Meta used copyrighted books for AI training despite its own lawyers'
warnings, authors allege
Send a link to a friend
[December 13, 2023] By
Katie Paul
NEW YORK (Reuters) - Meta Platforms' lawyers had warned it about the
legal perils of using thousands of pirated books to train its AI models,
but the company did it anyway, according to a new filing in a copyright
infringement lawsuit initially brought this summer.
The new filing late on Monday night consolidates two lawsuits brought
against the Facebook and Instagram owner by comedian Sarah Silverman,
Pulitzer Prize winner Michael Chabon and other prominent authors, who
allege that Meta has used their works without permission to train its
artificial-intelligence language model, Llama.
A California judge last month dismissed part of the Silverman lawsuit
and indicated that he would give the authors permission to amend their
claims.
Meta did not immediately respond to a request for comment on the
allegations.
The new complaint, filed on Monday, includes chat logs of a
Meta-affiliated researcher discussing procurement of the dataset in a
Discord server, a potentially significant piece of evidence indicating
that Meta was aware that its use of the books may not be protected by
U.S. copyright law.
In the chat logs quoted in the complaint, researcher Tim Dettmers
describes his back-and-forth with Meta's legal department over whether
use of the book files as training data would be "legally ok."
"At Facebook, there are a lot of people interested in working with (T)he
(P)ile, including myself, but in its current form, we are unable to use
it for legal reasons," Dettmers wrote in 2021, referring to a dataset
Meta has acknowledged using to train its first version of Llama,
according to the complaint.
The month prior, Dettmers wrote that Meta's lawyers had told him "the
data cannot be used or models cannot be published if they are trained on
that data," the complaint said.
While Dettmers does not describe the lawyers' concerns, his counterparts
in the chat identify "books with active copyrights" as the biggest
likely source of worry.
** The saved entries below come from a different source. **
impl SessionContext {
    /// Build every component and open the store.
    ///
    /// Must be called from within a Tokio runtime.
    pub async fn open(
        config: SessionConfig,
        port: Arc<dyn AudioPort>,
        store: Arc<dyn StorageEngine>,
        voice: VoiceBank,
    ) -> Result<Self, PersistenceError> {
        Self::open_with_telemetry(config, port, store, voice, Arc::new(TelemetryHub::default()))
            .await
    }

    pub async fn open_with_telemetry(
        config: SessionConfig,
        port: Arc<dyn AudioPort>,
        store: Arc<dyn StorageEngine>,
        voice: VoiceBank,
        telemetry: Arc<TelemetryHub>,
    ) -> Result<Self, PersistenceError> {
        let persistence = Arc::new(
            PersistenceGateway::open(
                store,
                RetryPolicy::from_config(&config.persistence),
                Arc::clone(&telemetry),
            )
            .await?,
        );
        let audio = Arc::new(AudioCoordinator::new(
            port,
            config.audio.clone(),
            Duration::from_millis(config.shutdown.audio_timeout_ms),
            Arc::clone(&telemetry),
        ));
        let director = Arc::new(Director::new(audio.clone(), Arc::clone(&telemetry)));
        let tasks = Arc::new(TaskSupervisor::new(Arc::clone(&telemetry)));

        install_tutor_watchdog(
            &director,
            &tasks,
            &telemetry,
            Duration::from_millis(config.director.tutor_timeout_ms),
        );

        let input = InputGate::from_config(&config.input);
        info!("[SessionContext] Session context ready");
        Ok(Self {
            config,
            telemetry,
            audio,
            director,
            persistence,
            tasks,
            input,
            voice: Arc::new(voice),
            round: Mutex::new(RoundState::default()),
            tally: Mutex::new(None),
            shut_down: AtomicBool::new(false),
        })
    }

    pub fn config(&self) -> &SessionConfig {
        &self.config
    }

    pub fn telemetry(&self) -> &Arc<TelemetryHub> {
        &self.telemetry
    }

    pub fn audio(&self) -> &Arc<AudioCoordinator> {
        &self.audio
    }

    pub fn director(&self) -> &Arc<Director> {
        &self.director
    }

    pub fn persistence(&self) -> &Arc<PersistenceGateway> {
        &self.persistence
    }

    pub fn tasks(&self) -> &TaskSupervisor {
        &self.tasks
    }

    pub fn input(&self) -> &InputGate {
        &self.input
    }

    pub fn current_state(&self) -> AppState {
        self.director.current_state()
    }

    /// Level currently being played, if any.
    pub fn current_level(&self) -> Option<u32> {
        self.round().level
    }

    /// Register a transition observer for the presentation layer.
    pub fn subscribe<F>(&self, observer: F)
    where
        F: Fn(&StateTransition) + Send + Sync + 'static,
    {
        self.director.subscribe(observer);
    }

    /// Single entry point for presentation events.
    pub async fn dispatch(&self, event: SessionEvent) -> Result<Dispatch, SessionError> {
        if self.shut_down.load(Ordering::SeqCst) {
            debug!("[SessionContext] {:?} after shutdown, ignoring", event);
            return Ok(Dispatch::Rejected);
        }
        debug!("[SessionContext] Dispatching {:?}", event);
        match event {
            SessionEvent::Start => self.start().await,
            SessionEvent::LevelSelected(level) => self.select_level(level).await,
            SessionEvent::AnswerSubmitted { correct } => self.submit_answer(correct).await,
            SessionEvent::SkipRequested => Ok(applied(self.director.force_skip().await?)),
            SessionEvent::BackToMap => {
                self.director.set_state(AppState::MapBrowse).await?;
                self.round().level = None;
                Ok(Dispatch::Applied)
            }
        }
    }

    async fn start(&self) -> Result<Dispatch, SessionError> {
        self.telemetry.record_lifecycle(LifecyclePhase::SessionStarted);
        info!(
            "[SessionContext] Starting with {} eggs, next level {}",
            self.persistence.get_eggs(),
            self.persistence.next_level()
        );
        self.director.set_state(AppState::MapBrowse).await?;
        self.tally().get_or_insert_with(|| SessionTally {
            started_at_ms: SystemTime::now()
                .duration_since(UNIX_EPOCH)
                .unwrap_or_default()
                .as_millis() as u64,
            started: Instant::now(),
            attempted: 0,
            correct: 0,
        });
        self.narrate("welcome", WELCOME);
        Ok(Dispatch::Applied)
    }

    async fn select_level(&self, level: u32) -> Result<Dispatch, SessionError> {
        if !self.persistence.get_unlocked_levels().contains(&level) {
            warn!("[SessionContext] Level {} is locked", level);
            return Ok(Dispatch::Rejected);
        }
        if self.director.current_state() != AppState::MapBrowse {
            return Ok(Dispatch::Rejected);
        }

        {
            let mut round = self.round();
            round.level = Some(level);
            round.attempts = 0;
        }
        self.director.set_state(AppState::LevelLoading).await?;
        self.director.set_state(AppState::TutorSpeaking).await?;
        let narration = self.director.sequence();

        // Intro plays in the background; input opens once it settles,
        // whatever the outcome.
        let director = Arc::clone(&self.director);
        let audio = Arc::clone(&self.audio);
        let phrase = self.voice.pick(LEVEL_INTRO);
        self.tasks.launch("level-intro", async move {
            if let Some(phrase) = phrase {
                if let Err(err) = phrase.speak(&audio).await {
                    log_playback_error(&err, "level intro");
                }
            }
            director
                .transition_if(
                    |state, sequence| state == AppState::TutorSpeaking && sequence == narration,
                    AppState::InputActive,
                )
                .await?;
            Ok(())
        });
        Ok(Dispatch::Applied)
    }

    async fn submit_answer(&self, correct: bool) -> Result<Dispatch, SessionError> {
        if self.director.current_state() != AppState::InputActive {
            return Ok(Dispatch::Rejected);
        }
        if !self.input.try_submit() {
            debug!("[SessionContext] Submission while gate locked, ignoring");
            return Ok(Dispatch::Rejected);
        }
        if let Err(err) = self.director.set_state(AppState::Evaluating).await {
            self.input.reset_interaction();
            return Err(err.into());
        }
        {
            let mut tally = self.tally();
            if let Some(tally) = tally.as_mut() {
                tally.attempted += 1;
                tally.correct += u32::from(correct);
            }
        }

        if correct {
            self.reward().await
        } else {
            self.encourage().await
        }
    }

    async fn encourage(&self) -> Result<Dispatch, SessionError> {
        let attempts = {
            let mut round = self.round();
            round.attempts += 1;
            round.streak = 0;
            round.attempts
        };
        let mut lines = vec![self.voice.pick(voice_bank::wrong_category(attempts))];
        if attempts >= HINT_AFTER_ATTEMPTS {
            let hint_level = attempts + 1 - HINT_AFTER_ATTEMPTS;
            lines.push(self.voice.pick(voice_bank::hint_category(hint_level)));
        }
        for phrase in lines.into_iter().flatten() {
            match phrase.speak(&self.audio).await {
                Ok(PlaybackOutcome::Success) | Ok(PlaybackOutcome::Cancelled) => {}
                Err(err) => log_playback_error(&err, "encouragement"),
            }
        }
        let result = self.director.set_state(AppState::InputActive).await;
        self.input.reset_interaction();
        result?;
        Ok(Dispatch::Applied)
    }

    async fn reward(&self) -> Result<Dispatch, SessionError> {
        let (level, attempts, streak) = {
            let mut round = self.round();
            round.streak += 1;
            (round.level.unwrap_or(1), round.attempts, round.streak)
        };
        let rewards = &self.config.rewards;
        let stars = rewards
            .stars_per_level
            .saturating_sub(u8::try_from(attempts).unwrap_or(u8::MAX))
            .max(1);

        let credited = async {
            let eggs = self.persistence.add_eggs(u64::from(rewards.correct_answer)).await?;
            self.persistence.record_progress(level, stars).await?;
            Ok::<u64, PersistenceError>(eggs)
        }
        .await;

        let eggs = match credited {
            Ok(eggs) => eggs,
            Err(err) => {
                warn!("[SessionContext] Reward for level {} not saved", level);
                if let Err(transition) = self.director.set_state(AppState::Error).await {
                    warn!("[SessionContext] Could not enter Error state: {}", transition);
                }
                self.input.reset_interaction();
                return Err(err.into());
            }
        };
        info!(
            "[SessionContext] Level {} complete with {} star(s), {} eggs",
            level, stars, eggs
        );

        let audio = Arc::clone(&self.audio);
        self.tasks.launch("reward-effect", async move {
            if let Err(err) = audio.play_effect(REWARD_EFFECT).await {
                log_playback_error(&err, "reward effect");
            }
            Ok(())
        });

        self.director.set_state(AppState::Celebration).await?;
        self.input.reset_interaction();
        {
            let mut round = self.round();
            round.attempts = 0;
        }
        let celebration = self.director.sequence();

        let director = Arc::clone(&self.director);
        let audio = Arc::clone(&self.audio);
        let phrase = self
            .voice
            .pick(voice_bank::success_category(streak.saturating_sub(1)));
        let hold = Duration::from_millis(self.config.director.celebration_ms);
        self.tasks.launch("celebration", async move {
            if let Some(phrase) = phrase {
                if let Err(err) = phrase.speak(&audio).await {
                    log_playback_error(&err, "praise");
                }
            }
            tokio::time::sleep(hold).await;
            director
                .transition_if(
                    |state, sequence| state == AppState::Celebration && sequence == celebration,
                    AppState::MapBrowse,
                )
                .await?;
            Ok(())
        });
        Ok(Dispatch::Applied)
    }

    /// Speak a phrase from `category` on a supervised task.
    fn narrate(&self, name: &str, category: &str) {
        let Some(phrase) = self.voice.pick(category) else {
            debug!("[SessionContext] No phrase for {:?}", category);
            return;
        };
        let audio = Arc::clone(&self.audio);
        self.tasks.launch(name.to_string(), async move {
            if let Err(err) = phrase.speak(&audio).await {
                log_playback_error(&err, "narration");
            }
            Ok(())
        });
    }

    /// Say goodbye, then release everything in order: background tasks,
    /// audio, persistence. Each step is bounded by its configured timeout.
    /// Later calls return the same report without doing anything.
    pub async fn shutdown(&self) -> ShutdownReport {
        if self.shut_down.swap(true, Ordering::SeqCst) {
            return ShutdownReport {
                abandoned_tasks: 0,
                persistence_drained: self.persistence.is_closed(),
            };
        }
        info!("[SessionContext] Shutting down");
        self.telemetry
            .record_lifecycle(LifecyclePhase::ShutdownRequested);

        let timeouts = &self.config.shutdown;
        let abandoned_tasks = self
            .tasks
            .cancel_all(Duration::from_millis(timeouts.tasks_timeout_ms))
            .await;
        self.input.cancel_timer();

        if let Some(phrase) = self.voice.pick(FAREWELL) {
            let farewell = phrase.speak(&self.audio);
            let budget = Duration::from_millis(timeouts.audio_timeout_ms);
            if tokio::time::timeout(budget, farewell).await.is_err() {
                debug!("[SessionContext] Farewell cut short");
            }
        }
        self.audio.cleanup().await;
        self.telemetry.record_lifecycle(LifecyclePhase::AudioReleased);

        let persistence_budget = Duration::from_millis(timeouts.persistence_timeout_ms);
        self.save_session(persistence_budget).await;
        let persistence_drained = self
            .persistence
            .drain(persistence_budget)
            .await;
        self.telemetry
            .record_lifecycle(LifecyclePhase::PersistenceDrained);

        info!(
            "[SessionContext] Shutdown complete ({} task(s) abandoned, persistence drained: {})",
            abandoned_tasks, persistence_drained
        );
        ShutdownReport {
            abandoned_tasks,
            persistence_drained,
        }
    }

    /// Append this session's tally to the history, bounded by `budget`.
    async fn save_session(&self, budget: Duration) {
        let Some(tally) = self.tally().take() else {
            return;
        };
        let summary = SessionSummary {
            started_at_ms: tally.started_at_ms,
            duration_ms: tally.started.elapsed().as_millis() as u64,
            attempted: tally.attempted,
            correct: tally.correct,
        };
        match tokio::time::timeout(budget, self.persistence.record_session(summary)).await {
            Ok(Ok(())) => info!(
                "[SessionContext] Session saved: {}/{} correct",
                summary.correct, summary.attempted
            ),
            Ok(Err(err)) => warn!("[SessionContext] Session history not saved: {}", err),
            Err(_) => warn!("[SessionContext] Session history save exceeded {:?}", budget),
        }
    }

    fn tally(&self) -> MutexGuard<'_, Option<SessionTally>> {
        self.tally.lock().unwrap_or_else(PoisonError::into_inner)
    }

    fn round(&self) -> MutexGuard<'_, RoundState> {
        self.round.lock().unwrap_or_else(PoisonError::into_inner)
    }
}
They say training on the data should "fall under
fair use," a U.S. legal doctrine that protects certain unlicensed uses
of copyrighted works.
[to top of second column] |
Meta AI logo is seen in this illustration taken September 28, 2023.
REUTERS/Dado Ruvic/Illustration/File Photo
Dettmers, a doctoral student at the University of Washington, told
Reuters he was not immediately able to comment on the claims.
Tech companies have been facing a slew of lawsuits this year from
content creators who accuse them of ripping off copyright-protected
works to build generative AI models that have created a global
sensation and spurred a frenzy of investment.
If successful, those cases could dampen the generative AI craze, as
they could raise the cost of building the data-hungry models by
compelling AI companies to compensate artists, authors and other
content creators for the use of their works.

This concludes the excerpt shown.